Proposed changes up for consultation would make it mandatory for large and listed companies to report every quarter the average time taken to pay invoices and what proportion of invoices are paid beyond terms, within 30 days, over 30, 60 and 120 days.
In addition, companies would also have to publish on their websites details of their supply chain finance and e-invoicing, standard payment terms, changes to standard periods for payment, and invoice dispute resolution mechanisms.
The measures are aimed at giving suppliers information to help them negotiate fair contract terms, challenge unfair terms and better plan when to expect payment. It is also hoped they will increase competitive pressure to improve payment practices and policies in line with peers, and encourage businesses to process payments more efficiently.
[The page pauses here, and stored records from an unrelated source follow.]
//! Dockerfile snippet parser built on `nom`.
//!
//! Turns a feature's raw build snippet into a [`Snippet`] through line
//! folding, keyword recognition and, for COPY, argument decoding. Parsing is
//! lossless: every item keeps the text it was read from.

pub mod ast;
pub mod lexer;
pub mod validator;

use featurize_common::error::FeaturizeError;
use thiserror::Error;

use self::ast::{ArgForm, CopyArgs, Instruction, Item, Keyword, Snippet, Trivia};
use self::lexer::RawLine;

/// Errors produced while parsing a single snippet.
///
/// Line numbers are 1-based within the snippet. The feature name is attached
/// when converting into [`FeaturizeError`].
#[derive(Debug, Clone, PartialEq, Eq, Error)]
pub enum SnippetError {
    /// The line does not start with a known instruction, or its arguments
    /// cannot be decoded.
    #[error("line {line}: {message}")]
    Unparseable {
        /// Line of the offending instruction.
        line: usize,
        /// Parser diagnostic.
        message: String,
    },

    /// A COPY instruction names fewer than two paths.
    #[error("line {line}: COPY requires at least a source and a destination: {instruction}")]
    MalformedCopy {
        /// Line of the offending instruction.
        line: usize,
        /// Instruction text as written.
        instruction: String,
    },
}

impl SnippetError {
    /// Attaches the owning feature and converts into the workspace error.
    #[must_use]
    pub fn into_featurize(self, feature: &str) -> FeaturizeError {
        match self {
            Self::Unparseable { line, message } => FeaturizeError::SnippetParse {
                feature: feature.to_string(),
                line,
                message,
            },
            Self::MalformedCopy { line, instruction } => {
                FeaturizeError::MalformedCopyInstruction {
                    feature: feature.to_string(),
                    line,
                    instruction,
                }
            }
        }
    }
}

/// Parses a build snippet.
///
/// # Errors
///
/// Returns [`SnippetError::Unparseable`] for a line that does not start with
/// a known instruction keyword, and the COPY errors of [`parse_copy`] for
/// every COPY instruction in the snippet.
pub fn parse_snippet(input: &str) -> Result<Snippet, SnippetError> {
    let mut snippet = Snippet::default();
    for raw in lexer::logical_lines(input) {
        let item = match raw {
            RawLine::Trivia { line, text } => Item::Trivia(Trivia { line, text }),
            RawLine::Instruction {
                line,
                original,
                joined,
            } => Item::Instruction(parse_instruction(line, original, &joined)?),
        };
        snippet.items.push(item);
    }
    Ok(snippet)
}

fn parse_instruction(
    line: usize,
    original: String,
    joined: &str,
) -> Result<Instruction, SnippetError> {
    let (rest, word) = lexer::keyword(joined).map_err(|_| SnippetError::Unparseable {
        line,
        message: format!("expected an instruction keyword, got \"{}\"", preview(joined)),
    })?;
    let keyword = Keyword::from_word(word).ok_or_else(|| SnippetError::Unparseable {
        line,
        message: format!("unknown instruction {word}"),
    })?;
    let instruction = Instruction {
        line,
        keyword,
        original,
        arguments: rest.trim().to_string(),
    };
    if keyword == Keyword::Copy {
        let _ = parse_copy(&instruction)?;
    }
    Ok(instruction)
}

fn preview(text: &str) -> &str {
    let end = text
        .char_indices()
        .nth(20)
        .map_or(text.len(), |(idx, _)| idx);
    &text[..end]
}

/// Decodes the arguments of a COPY instruction.
///
/// Leading `--flag` words are kept verbatim. The remaining arguments are
/// either a JSON array or whitespace-separated words; the last one is the
/// destination.
///
/// # Errors
///
/// Returns [`SnippetError::Unparseable`] for a malformed JSON array and
/// [`SnippetError::MalformedCopy`] when fewer than two paths remain.
pub fn parse_copy(instruction: &Instruction) -> Result<CopyArgs, SnippetError> {
    let line = instruction.line;
    let mut rest = instruction.arguments.as_str();
    let mut flags = Vec::new();
    while let Ok((after, flag)) = lexer::flag(rest) {
        flags.push(flag.to_string());
        rest = after;
    }
    let rest = rest.trim();

    let (mut paths, form) = if rest.starts_with('[') {
        let (_, items) = lexer::json_array(rest).map_err(|_| SnippetError::Unparseable {
            line,
            message: format!("invalid JSON array in COPY arguments: {rest}"),
        })?;
        (items, ArgForm::Json)
    } else {
        let words = lexer::shell_words(rest)
            .into_iter()
            .map(str::to_string)
            .collect();
        (words, ArgForm::Shell)
    };

    if paths.len() < 2 {
        return Err(SnippetError::MalformedCopy {
            line,
            instruction: instruction.original.clone(),
        });
    }
    let destination = paths.pop().unwrap_or_default();
    Ok(CopyArgs {
        flags,
        sources: paths,
        destination,
        form,
    })
}

#[cfg(test)]
mod tests {
    use super::*;

    fn only_instruction(src: &str) -> Instruction {
        let snippet = parse_snippet(src).expect("should parse");
        snippet.instructions().next().cloned().expect("one instruction")
    }

    #[test]
    fn parse_empty_snippet() {
        let snippet = parse_snippet("").expect("should parse empty input");
        assert!(snippet.items.is_empty());
    }

    #[test]
    fn parse_keeps_trivia_and_instructions_in_order() {
        let snippet = parse_snippet("# python\nRUN apt-get install -y python3\n\nENV PYTHONUNBUFFERED=1\n")
            .expect("should parse");
        assert_eq!(snippet.items.len(), 4);
        assert!(matches!(&snippet.items[0], Item::Trivia(t) if t.text == "# python"));
        assert!(matches!(&snippet.items[2], Item::Trivia(t) if t.is_blank()));
        let keywords: Vec<Keyword> = snippet.instructions().map(|i| i.keyword).collect();
        assert_eq!(keywords, vec![Keyword::Run, Keyword::Env]);
    }

    #[test]
    fn instruction_records_line_and_arguments() {
        let snippet = parse_snippet("\n\nworkdir   /srv/app  \n").expect("should parse");
        let instr = snippet.instructions().next().expect("instruction");
        assert_eq!(instr.line, 3);
        assert_eq!(instr.keyword, Keyword::Workdir);
        assert_eq!(instr.arguments, "/srv/app");
        assert_eq!(instr.original, "workdir   /srv/app  ");
    }

    #[test]
    fn unknown_keyword_is_unparseable() {
        let err = parse_snippet("RUN true\nINSTALL python\n").unwrap_err();
        assert_eq!(
            err,
            SnippetError::Unparseable {
                line: 2,
                message: "unknown instruction INSTALL".into()
            }
        );
    }

    #[test]
    fn non_keyword_line_is_unparseable() {
        let err = parse_snippet("./configure --prefix=/usr\n").unwrap_err();
        assert!(matches!(err, SnippetError::Unparseable { line: 1, .. }));
    }

    #[test]
    fn copy_shell_form() {
        let args = parse_copy(&only_instruction("COPY a/b c")).expect("copy");
        assert_eq!(args.sources, vec!["a/b"]);
        assert_eq!(args.destination, "c");
        assert_eq!(args.form, ArgForm::Shell);
        assert!(args.flags.is_empty());
    }

    #[test]
    fn copy_with_flags_and_many_sources() {
        let args =
            parse_copy(&only_instruction("COPY --chown=app:app --chmod=644 a b c /dst/")).expect("copy");
        assert_eq!(args.flags, vec!["--chown=app:app", "--chmod=644"]);
        assert_eq!(args.sources, vec!["a", "b", "c"]);
        assert_eq!(args.destination, "/dst/");
    }

    #[test]
    fn copy_json_form() {
        let args = parse_copy(&only_instruction(r#"COPY ["my file", "/opt/my file"]"#)).expect("copy");
        assert_eq!(args.form, ArgForm::Json);
        assert_eq!(args.sources, vec!["my file"]);
        assert_eq!(args.destination, "/opt/my file");
    }

    #[test]
    fn copy_spanning_continuation_lines() {
        let args = parse_copy(&only_instruction("COPY a \\\n     b \\\n     /dst/")).expect("copy");
        assert_eq!(args.sources, vec!["a", "b"]);
        assert_eq!(args.destination, "/dst/");
    }

    #[test]
    fn copy_with_single_path_is_malformed() {
        let err = parse_snippet("RUN true\nCOPY only-one\n").unwrap_err();
        assert_eq!(
            err,
            SnippetError::MalformedCopy {
                line: 2,
                instruction: "COPY only-one".into()
            }
        );
    }

    #[test]
    fn bare_copy_is_malformed() {
        assert!(matches!(
            parse_snippet("COPY").unwrap_err(),
            SnippetError::MalformedCopy { line: 1, .. }
        ));
    }

    #[test]
    fn copy_with_broken_json_is_unparseable() {
        assert!(matches!(
            parse_snippet(r#"COPY ["a", "b""#).unwrap_err(),
            SnippetError::Unparseable { line: 1, .. }
        ));
    }

    #[test]
    fn error_conversion_attaches_feature() {
        let err = SnippetError::MalformedCopy {
            line: 4,
            instruction: "COPY x".into(),
        }
        .into_featurize("webapp");
        assert!(matches!(
            err,
            FeaturizeError::MalformedCopyInstruction { ref feature, line: 4, .. } if feature == "webapp"
        ));
    }
}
The reporting requirement follows the announcement in October that a new Prompt Payment Advisory Board has been set up to strengthen the impact of the Prompt Payment Code. These measures are part of government plans to tackle late payments under amendments to the Small Business, Enterprise and Employment Bill, which is currently going through Parliament.
“We know that small businesses are often reluctant to risk losing business by using the redress measures we’ve put in place, so we want to tackle the underlying culture by increasing transparency on payment practices and performance,” said business minister Matthew Hancock.
“The measures we are consulting on will make it clear to small businesses and consumers alike which large businesses behave properly, and those that think they can ride roughshod over their suppliers,” he added.
The consultation will close on 13 January 2015.